旁边的张俪不知怎地反应过来,连忙起身:“你找小旭有事啊,那我先走了。”
“哎你别走,又不是见不得人的事。”
陈小旭一把拽住,“你找做什么?”
“吴小东给了我两张票,我问你想不想去。”他还是说了出来。
“舞剧呀。”
她接过扫了一眼,又扔回去,“不太想看,你找别人吧。”
“别人……”
许非下意识看了眼张俪,张俪也刚好瞧了眼他,俩人目光一碰,匆匆转开。
拜托!你约一个朋友出去,人家不爱去,你抹身就找她旁边那个。这情商低下到什么程度,才能干出来的事儿?
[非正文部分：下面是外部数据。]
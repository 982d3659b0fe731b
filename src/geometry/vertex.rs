/// 几何体顶点定义模块
///
/// 定义用于模型加载和合并的顶点结构，包含位置、法线和 UV 坐标。

use bytemuck::{Pod, Zeroable};

/// 3D 顶点结构
///
/// 内存布局与 GPU 顶点缓冲兼容，使用 `#[repr(C)]` 保证顺序和对齐。
///
/// # 内存布局
///
/// - position: 12 bytes (3 * f32)
/// - normal: 12 bytes (3 * f32)
/// - texcoord: 8 bytes (2 * f32)
/// - **总计**: 32 bytes
#[repr(C)]
#[derive(Default, Clone, Copy, Debug, PartialEq, Pod, Zeroable)]
pub struct Vertex {
    /// 顶点位置 (x, y, z)
    pub position: [f32; 3],

    /// 法线向量 (nx, ny, nz)，归一化
    pub normal: [f32; 3],

    /// 纹理坐标 (u, v)
    pub texcoord: [f32; 2],
}

impl Vertex {
    /// 创建一个新的顶点
    #[inline]
    pub fn new(position: [f32; 3], normal: [f32; 3], texcoord: [f32; 2]) -> Self {
        Self {
            position,
            normal,
            texcoord,
        }
    }

    /// 只有位置的顶点
    #[inline]
    pub fn from_position(position: [f32; 3]) -> Self {
        Self {
            position,
            ..Default::default()
        }
    }
}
所以他有点尴尬,道:“要不你们俩去吧,正好都是学跳舞的,观摩观摩。”
“你想看么?”陈小旭扭头问。
“呃……”
张俪老实孩子,但本能的觉得不能说实话,来了句,“我看不看都行,你再问问别人吧。”
得!
许非拿着两张票又出来了,表情跟刚才的吴小东一样一样的。
不去拉倒,我自己去,我一人坐俩椅子,我还能歪着,我还能大跳,我累了还能躺会儿呢!
切!
…………
天桥剧场是新中国成立后的第一家剧院,位置特别好。前门大街靠南,天坛公园往西,北面是琉璃厂,西面是中央芭蕾舞团和几家戏楼。
许非还真来了,孤家寡人的买了根冰棍,边嗦溜边进场。
设施一般般,人能坐满,他本以为是什么歌舞团演出,进来听人一谈论,才知道是京城舞蹈学院的台。
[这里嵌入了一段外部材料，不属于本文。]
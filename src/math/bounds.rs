//! 包围体
//!
//! 轴对齐包围盒和包围球，用于场景范围计算和相机取景。

use super::{Matrix4, Point3, Vector3};

/// 轴对齐包围盒
///
/// 空盒的 `min` 为 +∞、`max` 为 -∞，因此扩展任何点都能得到正确结果。
#[derive(Debug, Clone, Copy, PartialEq)]
pub struct Aabb {
    pub min: Vector3,
    pub max: Vector3,
}

impl Aabb {
    /// 空包围盒
    pub fn empty() -> Self {
        Self {
            min: Vector3::repeat(f32::INFINITY),
            max: Vector3::repeat(f32::NEG_INFINITY),
        }
    }

    /// 由两个角点构造
    pub fn new(min: Vector3, max: Vector3) -> Self {
        Self { min, max }
    }

    /// 由点集构造
    pub fn from_points<'a, I>(points: I) -> Self
    where
        I: IntoIterator<Item = &'a [f32; 3]>,
    {
        let mut aabb = Self::empty();
        for p in points {
            aabb.expand_by_point(&Vector3::from(*p));
        }
        aabb
    }

    /// 是否为空
    pub fn is_empty(&self) -> bool {
        self.max.x < self.min.x || self.max.y < self.min.y || self.max.z < self.min.z
    }

    /// 用一个点扩展
    pub fn expand_by_point(&mut self, p: &Vector3) {
        self.min = self.min.inf(p);
        self.max = self.max.sup(p);
    }

    /// 与另一个包围盒合并
    pub fn union(&mut self, other: &Aabb) {
        if other.is_empty() {
            return;
        }
        self.min = self.min.inf(&other.min);
        self.max = self.max.sup(&other.max);
    }

    /// 尺寸，空盒返回零向量
    pub fn size(&self) -> Vector3 {
        if self.is_empty() {
            Vector3::zeros()
        } else {
            self.max - self.min
        }
    }

    /// 中心，空盒返回原点
    pub fn center(&self) -> Vector3 {
        if self.is_empty() {
            Vector3::zeros()
        } else {
            (self.min + self.max) * 0.5
        }
    }

    /// 经过矩阵变换后的包围盒（变换 8 个角点）
    pub fn transformed(&self, m: &Matrix4) -> Aabb {
        if self.is_empty() {
            return *self;
        }
        let mut out = Aabb::empty();
        for i in 0..8 {
            let corner = Point3::new(
                if i & 1 == 0 { self.min.x } else { self.max.x },
                if i & 2 == 0 { self.min.y } else { self.max.y },
                if i & 4 == 0 { self.min.z } else { self.max.z },
            );
            out.expand_by_point(&m.transform_point(&corner).coords);
        }
        out
    }

    /// 外接球：中心为盒中心，半径为半对角线长度
    pub fn bounding_sphere(&self) -> Sphere {
        if self.is_empty() {
            return Sphere::empty();
        }
        Sphere {
            center: self.center(),
            radius: self.size().norm() * 0.5,
        }
    }
}

impl Default for Aabb {
    fn default() -> Self {
        Self::empty()
    }
}

/// 包围球
#[derive(Debug, Clone, Copy, PartialEq)]
pub struct Sphere {
    pub center: Vector3,
    pub radius: f32,
}

impl Sphere {
    /// 空球，半径为 -1
    pub fn empty() -> Self {
        Self {
            center: Vector3::zeros(),
            radius: -1.0,
        }
    }

    pub fn is_empty(&self) -> bool {
        self.radius < 0.0
    }
}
为了庆祝建校三十周年搞的活动之一,从编导到表演,都是今年即将毕业的学生一手包办。
他一屁股往俩张椅子中间一坐,硌的生疼也不挪窝,四面八方纷纷看来,都觉着这是一病人。
他不以为意,男人嘛,说占俩就占俩!
没过多久,灯光暗下音乐响起,大幕布缓缓拉开,演出开始。
《屈原》的年头很长,许非以前还真看过。他对舞蹈没兴趣,对表现的内容也没兴趣,就看舞台布景和美术设计,还有演员身上的服装装饰。
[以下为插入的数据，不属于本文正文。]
//! Report payload - Transport-neutral structure of an outbound weather report
//!
//! The formatter produces a [`ReportPayload`]; chat adapters turn it into
//! their own markup.

use serde::{Deserialize, Serialize};

use crate::value_objects::FlightCategory;

/// Color tag of a report panel
#[derive(Debug, Clone, Copy, PartialEq, Eq, Hash, Serialize, Deserialize)]
#[serde(rename_all = "lowercase")]
pub enum PanelColor {
    /// VFR
    Green,
    /// MVFR
    Blue,
    /// IFR
    Red,
    /// LIFR or unknown
    Purple,
}

impl PanelColor {
    /// Pick the color for a flight category
    ///
    /// Unknown or missing categories share the LIFR color.
    #[must_use]
    pub const fn for_category(category: Option<FlightCategory>) -> Self {
        match category {
            Some(FlightCategory::Vfr) => Self::Green,
            Some(FlightCategory::Mvfr) => Self::Blue,
            Some(FlightCategory::Ifr) => Self::Red,
            Some(FlightCategory::Lifr) | None => Self::Purple,
        }
    }

    /// Hex color code
    #[must_use]
    pub const fn hex(&self) -> &'static str {
        match self {
            Self::Green => "#00ff00",
            Self::Blue => "#0000ff",
            Self::Red => "#ff0000",
            Self::Purple => "#b642f4",
        }
    }
}

/// A labeled value within a panel or header
#[derive(Debug, Clone, PartialEq, Eq, Serialize, Deserialize)]
pub struct Field {
    /// Label (e.g., "Winds")
    pub label: String,
    /// Rendered value
    pub value: String,
    /// Display hint: the field is short enough to sit beside another one
    pub short: bool,
}

impl Field {
    /// Create a short field
    pub fn short(label: impl Into<String>, value: impl Into<String>) -> Self {
        Self {
            label: label.into(),
            value: value.into(),
            short: true,
        }
    }
}

/// A colored group of fields
#[derive(Debug, Clone, PartialEq, Eq, Serialize, Deserialize)]
pub struct Panel {
    /// Color tag
    pub color: PanelColor,
    /// Fields in display order
    pub fields: Vec<Field>,
}

impl Panel {
    /// Create a panel
    #[must_use]
    pub const fn new(color: PanelColor, fields: Vec<Field>) -> Self {
        Self { color, fields }
    }

    /// Look up a field value by label
    #[must_use]
    pub fn value_of(&self, label: &str) -> Option<&str> {
        self.fields
            .iter()
            .find(|field| field.label == label)
            .map(|field| field.value.as_str())
    }
}

/// A rendered weather report
#[derive(Debug, Clone, PartialEq, Eq, Serialize, Deserialize)]
pub struct Report {
    /// Title line (e.g., "METAR for KMSN")
    pub title: String,
    /// Undecoded report text
    pub raw_text: String,
    /// Labeled header lines shown under the raw text
    #[serde(default, skip_serializing_if = "Vec::is_empty")]
    pub header: Vec<Field>,
    /// Icon shown with the message
    #[serde(default, skip_serializing_if = "Option::is_none")]
    pub icon_url: Option<String>,
    /// Panels in display order
    pub panels: Vec<Panel>,
}

/// Outbound payload for a single station
#[derive(Debug, Clone, PartialEq, Eq, Serialize, Deserialize)]
#[serde(tag = "type", rename_all = "snake_case")]
pub enum ReportPayload {
    /// A full report
    Report(Report),
    /// Plain-text notice that no data was found
    NoData {
        /// Message text
        text: String,
    },
}

impl ReportPayload {
    /// Create a "no data" payload
    pub fn no_data(text: impl Into<String>) -> Self {
        Self::NoData { text: text.into() }
    }

    /// Whether this is a "no data" notice
    #[must_use]
    pub const fn is_no_data(&self) -> bool {
        matches!(self, Self::NoData { .. })
    }
}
硬件不太足,像舞台灯光就特廉价,照的色调不正,跟鬼片一样。
周围人也差不多,有用心的,有走神的,他后面就坐着俩人,特爱讲,嘀嘀咕咕没停过,标准的京城腔儿。
演到一半时,舞台上出现了一个动作,男主角背对观众,女主角被遮挡,跟着有个下腰的动作,观众看不见。
“嚯,这肯定亲一嘴儿。”后面那哥们又逼逼一句。
“你怎么这么醋啊?”
“谁醋,谁醋,我醋谁也不能醋她啊?”
谁啊这么烦人!许非回头瞅了瞅,乌漆嘛黑的也没看清,就俩男的。
两个小时一晃而过,表演刚结束,他就溜了出去,莫名感觉浪费了俩钟头。看看时间还有,便到琉璃厂转了一圈。
京城的个体户和小商贩远胜鞍城,不说随处可见,走一走也能碰着。没淘着什么好东西,就瞧见有个买芝麻烧饼的,买了四个。